La forma de evitar las paradojas sería crear un nuevo universo al iniciar el viaje hacia el pasado, aunque esto tendría mas concordancia con la teoría del multiverso, por lo que siguiendo el razonamiento, no estaríamos viajando hacia nuestro pasado, sino, al pasado de otra dimensión con una causalidad diferente a la nuestra.


----------



## Hellmut1956 (Ene 2, 2022)

Creo que es importante comprender la función de las matemáticas y la física por ejemplo.

Las matemáticas son un "lenguaje" que permite describir un modelo, de investigar sus propiedades, comprobar que lo que es asumido en ese momento es cubierto por el modelo. Si las matemáticas describen correctamente los hechos conocidos hasta ese momento entonces el modelo se dice cubre lo conocido. El otro importante aspecto y que es adaptable a la pregunta expresada para este hilo, es asumir nuevas propiedades del modelo a razón de evaluaciones que aplican este modelo. La parte Higgs es un ejemplo del éxito de predecir propiedades del modelo y confirmar la existencia de algo que conforma lo predecido.

Pero de igual importancia y relevancia es el de propiedades que se asumen a razón de aplicar las matemáticas y el de fallar en confirmar la existencia de tales propiedades, Otro aspecto de similar importancia es entender la implicación de resultados matemáticos que quedan como indefinidos a razón de las reglas que se aplican en las matemáticas. Una es la de resultados del valor "infinito , o de cero. Así matemáticas las dimensiones físicas del primer momento del "Bang" que lleva a los temas que aplican las matemáticas en este contexto. En el primer momento del Bang las dimensiones son las de un punto matemático, de la magnitud cero. Como consecuencia otras propiedades físicas del universo en ese momento inicial son infinitas. La conclusión de estos valores es que las leyes de la física no son aplicables. Similar es lo que se decía del hueco negro.

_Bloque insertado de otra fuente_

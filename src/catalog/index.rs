//! In-memory catalog of continents, countries, groupings, regions and states.
//!
//! Tables are small (low hundreds of rows), so every lookup is a linear
//! scan. All query methods return owned, translated copies.

use hashbrown::HashSet;
use serde::de::DeserializeOwned;
use std::fs;
use std::path::Path;
use tracing::{debug, info, warn};

use super::locale::{sort_by_name, translate_all, Locale, Translatable};
use crate::error::{LocusError, Result};
use crate::models::admin::{is_subdivision_code, strip_sentinel};
use crate::models::{
    Continent, ContinentRecord, Country, CountryGrouping, CountryGroupingRecord, CountryRecord,
    EntityKind, Region, RegionRecord, State, StateRecord,
};

pub const CONTINENTS_FILE: &str = "continents/continents.json";
pub const COUNTRIES_FILE: &str = "countries/countries.json";
pub const COUNTRY_GROUPINGS_FILE: &str = "country-groupings/country-groupings.json";
pub const REGIONS_FILE: &str = "regions/regions.json";

/// Immutable hierarchical catalog.
#[derive(Debug, Clone, Default)]
pub struct Catalog {
    continents: Vec<ContinentRecord>,
    countries: Vec<CountryRecord>,
    groupings: Vec<CountryGroupingRecord>,
    regions: Vec<RegionRecord>,
}

impl Catalog {
    /// Load all catalog tables from a data directory.
    pub fn load(root: &Path) -> Result<Self> {
        info!("Loading catalog from {}", root.display());

        let catalog = Self::from_records(
            read_json(&root.join(CONTINENTS_FILE))?,
            read_json(&root.join(COUNTRIES_FILE))?,
            read_json(&root.join(COUNTRY_GROUPINGS_FILE))?,
            read_json(&root.join(REGIONS_FILE))?,
        )?;

        info!(
            "Catalog loaded: {} continents, {} countries, {} groupings, {} regions, {} states",
            catalog.continents.len(),
            catalog.countries.len(),
            catalog.groupings.len(),
            catalog.regions.len(),
            catalog.states().count()
        );

        Ok(catalog)
    }

    /// Build a catalog from already-parsed records.
    ///
    /// Checks code uniqueness, strips the no-subdivision marker from state
    /// codes, drops states left without a code and links states to their
    /// region.
    pub fn from_records(
        continents: Vec<ContinentRecord>,
        countries: Vec<CountryRecord>,
        groupings: Vec<CountryGroupingRecord>,
        mut regions: Vec<RegionRecord>,
    ) -> Result<Self> {
        ensure_unique("continent", continents.iter().map(|c| c.continent_code.as_str()))?;
        ensure_unique("country alpha-2", countries.iter().map(|c| c.country_a2.as_str()))?;
        ensure_unique("country alpha-3", countries.iter().map(|c| c.country_a3.as_str()))?;
        ensure_unique("country grouping", groupings.iter().map(|g| g.grouping_code.as_str()))?;
        ensure_unique("region", regions.iter().map(|r| r.region_code.as_str()))?;

        let mut seen_states = HashSet::new();
        for region in &mut regions {
            let region_code = region.region_code.clone();
            region.states.retain_mut(|state| {
                let code = strip_sentinel(&state.state_code).to_string();
                if code.is_empty() {
                    debug!("Dropping state without subdivision in {}", region_code);
                    return false;
                }
                if !seen_states.insert(code.clone()) {
                    warn!("Duplicate state code {} in {}, keeping first", code, region_code);
                    return false;
                }
                state.state_code = code;
                state.region_code = region_code.clone();
                true
            });
        }

        Ok(Self {
            continents,
            countries,
            groupings,
            regions,
        })
    }

    fn states(&self) -> impl Iterator<Item = &StateRecord> {
        self.regions.iter().flat_map(|r| r.states.iter())
    }

    /// Uniform validity check. `Country` accepts alpha-2 or alpha-3.
    pub fn is_valid(&self, kind: EntityKind, code: &str) -> bool {
        match kind {
            EntityKind::Continent => self.is_valid_continent(code),
            EntityKind::Country => self.is_valid_alpha2(code) || self.is_valid_alpha3(code),
            EntityKind::CountryGrouping => self.is_valid_country_grouping(code),
            EntityKind::Region => self.is_valid_region(code),
            EntityKind::State => self.is_valid_state(code),
        }
    }

    // -- continents ---------------------------------------------------------

    fn find_continent(&self, code: &str) -> Option<&ContinentRecord> {
        self.continents.iter().find(|c| c.continent_code == code)
    }

    pub fn continents(&self, locale: &Locale) -> Vec<Continent> {
        translate_all(&self.continents, locale)
    }

    pub fn continent(&self, code: &str, locale: &Locale) -> Option<Continent> {
        self.find_continent(code).map(|c| c.translate(locale))
    }

    pub fn is_valid_continent(&self, code: &str) -> bool {
        self.find_continent(code).is_some()
    }

    /// Countries of a continent; `None` when the continent is unknown.
    pub fn countries_by_continent(&self, code: &str, locale: &Locale) -> Option<Vec<Country>> {
        let continent = self.find_continent(code)?;
        Some(self.countries_in(&continent.countries, locale))
    }

    // -- countries ----------------------------------------------------------

    fn find_alpha2(&self, alpha2: &str) -> Option<&CountryRecord> {
        self.countries.iter().find(|c| c.country_a2 == alpha2)
    }

    fn find_alpha3(&self, alpha3: &str) -> Option<&CountryRecord> {
        self.countries.iter().find(|c| c.country_a3 == alpha3)
    }

    fn countries_in(&self, members: &[String], locale: &Locale) -> Vec<Country> {
        translate_all(
            self.countries
                .iter()
                .filter(|c| members.contains(&c.country_a2)),
            locale,
        )
    }

    pub fn countries(&self, locale: &Locale) -> Vec<Country> {
        translate_all(&self.countries, locale)
    }

    pub fn country_by_alpha2(&self, alpha2: &str, locale: &Locale) -> Option<Country> {
        self.find_alpha2(alpha2).map(|c| c.translate(locale))
    }

    pub fn country_by_alpha3(&self, alpha3: &str, locale: &Locale) -> Option<Country> {
        self.find_alpha3(alpha3).map(|c| c.translate(locale))
    }

    /// Look a country up by either code form.
    pub fn country(&self, code: &str, locale: &Locale) -> Option<Country> {
        self.country_by_alpha2(code, locale)
            .or_else(|| self.country_by_alpha3(code, locale))
    }

    pub fn alpha2_to_alpha3(&self, alpha2: &str) -> Option<String> {
        self.find_alpha2(alpha2).map(|c| c.country_a3.clone())
    }

    pub fn alpha3_to_alpha2(&self, alpha3: &str) -> Option<String> {
        self.find_alpha3(alpha3).map(|c| c.country_a2.clone())
    }

    /// Resolve either code form to alpha-2.
    pub fn resolve_alpha2(&self, code: &str) -> Option<String> {
        self.find_alpha2(code)
            .or_else(|| self.find_alpha3(code))
            .map(|c| c.country_a2.clone())
    }

    pub fn is_valid_alpha2(&self, alpha2: &str) -> bool {
        self.find_alpha2(alpha2).is_some()
    }

    pub fn is_valid_alpha3(&self, alpha3: &str) -> bool {
        self.find_alpha3(alpha3).is_some()
    }

    // -- country groupings --------------------------------------------------

    fn find_grouping(&self, code: &str) -> Option<&CountryGroupingRecord> {
        self.groupings.iter().find(|g| g.grouping_code == code)
    }

    pub fn country_groupings(&self, locale: &Locale) -> Vec<CountryGrouping> {
        translate_all(&self.groupings, locale)
    }

    pub fn country_grouping(&self, code: &str, locale: &Locale) -> Option<CountryGrouping> {
        self.find_grouping(code).map(|g| g.translate(locale))
    }

    pub fn is_valid_country_grouping(&self, code: &str) -> bool {
        self.find_grouping(code).is_some()
    }

    /// Member countries of a grouping; `None` when the grouping is unknown.
    pub fn countries_by_country_grouping(
        &self,
        code: &str,
        locale: &Locale,
    ) -> Option<Vec<Country>> {
        let grouping = self.find_grouping(code)?;
        Some(self.countries_in(&grouping.countries, locale))
    }

    // -- regions ------------------------------------------------------------

    fn find_region(&self, code: &str) -> Option<&RegionRecord> {
        self.regions.iter().find(|r| r.region_code == code)
    }

    fn with_states(record: &RegionRecord, locale: &Locale) -> Region {
        Region {
            states: Some(translate_all(&record.states, locale)),
            ..record.translate(locale)
        }
    }

    /// All regions, without states.
    pub fn regions(&self, locale: &Locale) -> Vec<Region> {
        translate_all(&self.regions, locale)
    }

    /// All regions, each with its translated and sorted states.
    pub fn regions_with_states(&self, locale: &Locale) -> Vec<Region> {
        let mut regions: Vec<Region> = self
            .regions
            .iter()
            .map(|r| Self::with_states(r, locale))
            .collect();
        sort_by_name(&mut regions);
        regions
    }

    /// A region with its states.
    pub fn region(&self, code: &str, locale: &Locale) -> Option<Region> {
        self.find_region(code).map(|r| Self::with_states(r, locale))
    }

    pub fn is_valid_region(&self, code: &str) -> bool {
        self.find_region(code).is_some()
    }

    /// Regions of a country, without states. Unknown country gives an empty list.
    pub fn regions_by_country_alpha2(&self, alpha2: &str, locale: &Locale) -> Vec<Region> {
        translate_all(
            self.regions.iter().filter(|r| r.country_a2 == alpha2),
            locale,
        )
    }

    pub fn regions_by_country_alpha3(&self, alpha3: &str, locale: &Locale) -> Vec<Region> {
        match self.alpha3_to_alpha2(alpha3) {
            Some(alpha2) => self.regions_by_country_alpha2(&alpha2, locale),
            None => Vec::new(),
        }
    }

    // -- states -------------------------------------------------------------

    fn find_state(&self, code: &str) -> Option<&StateRecord> {
        if !is_subdivision_code(code) {
            return None;
        }
        self.states().find(|s| s.state_code == code)
    }

    /// States of a region; `None` when the region is unknown.
    pub fn states_by_region(&self, code: &str, locale: &Locale) -> Option<Vec<State>> {
        self.find_region(code)
            .map(|r| translate_all(&r.states, locale))
    }

    pub fn state(&self, code: &str, locale: &Locale) -> Option<State> {
        self.find_state(code).map(|s| s.translate(locale))
    }

    pub fn is_valid_state(&self, code: &str) -> bool {
        self.find_state(code).is_some()
    }
}

fn read_json<T: DeserializeOwned>(path: &Path) -> Result<T> {
    let content = fs::read_to_string(path).map_err(|source| LocusError::Io {
        path: path.to_path_buf(),
        source,
    })?;
    serde_json::from_str(&content).map_err(|source| LocusError::Parse {
        path: path.to_path_buf(),
        source,
    })
}

fn ensure_unique<'a>(kind: &'static str, codes: impl Iterator<Item = &'a str>) -> Result<()> {
    let mut seen = HashSet::new();
    for code in codes {
        if !seen.insert(code) {
            return Err(LocusError::DuplicateCode {
                kind,
                code: code.to_string(),
            });
        }
    }
    Ok(())
}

Eso es para mi uno de los aspectos mas fascinantes de la física teórica. Es la presión de encontrar, definir un modelo físico en el cual las reglas de la física son aplicables. Esta presión obliga a dedicarse a un tema específico que viola las reglas definidas en este momento y especular un nuevo modelo adecuado. Son estos procesos que llevan a grandes avances en la física por ejemplo. Y así se empieza a tratar de comprobar un nuevo modelo de forma experimental.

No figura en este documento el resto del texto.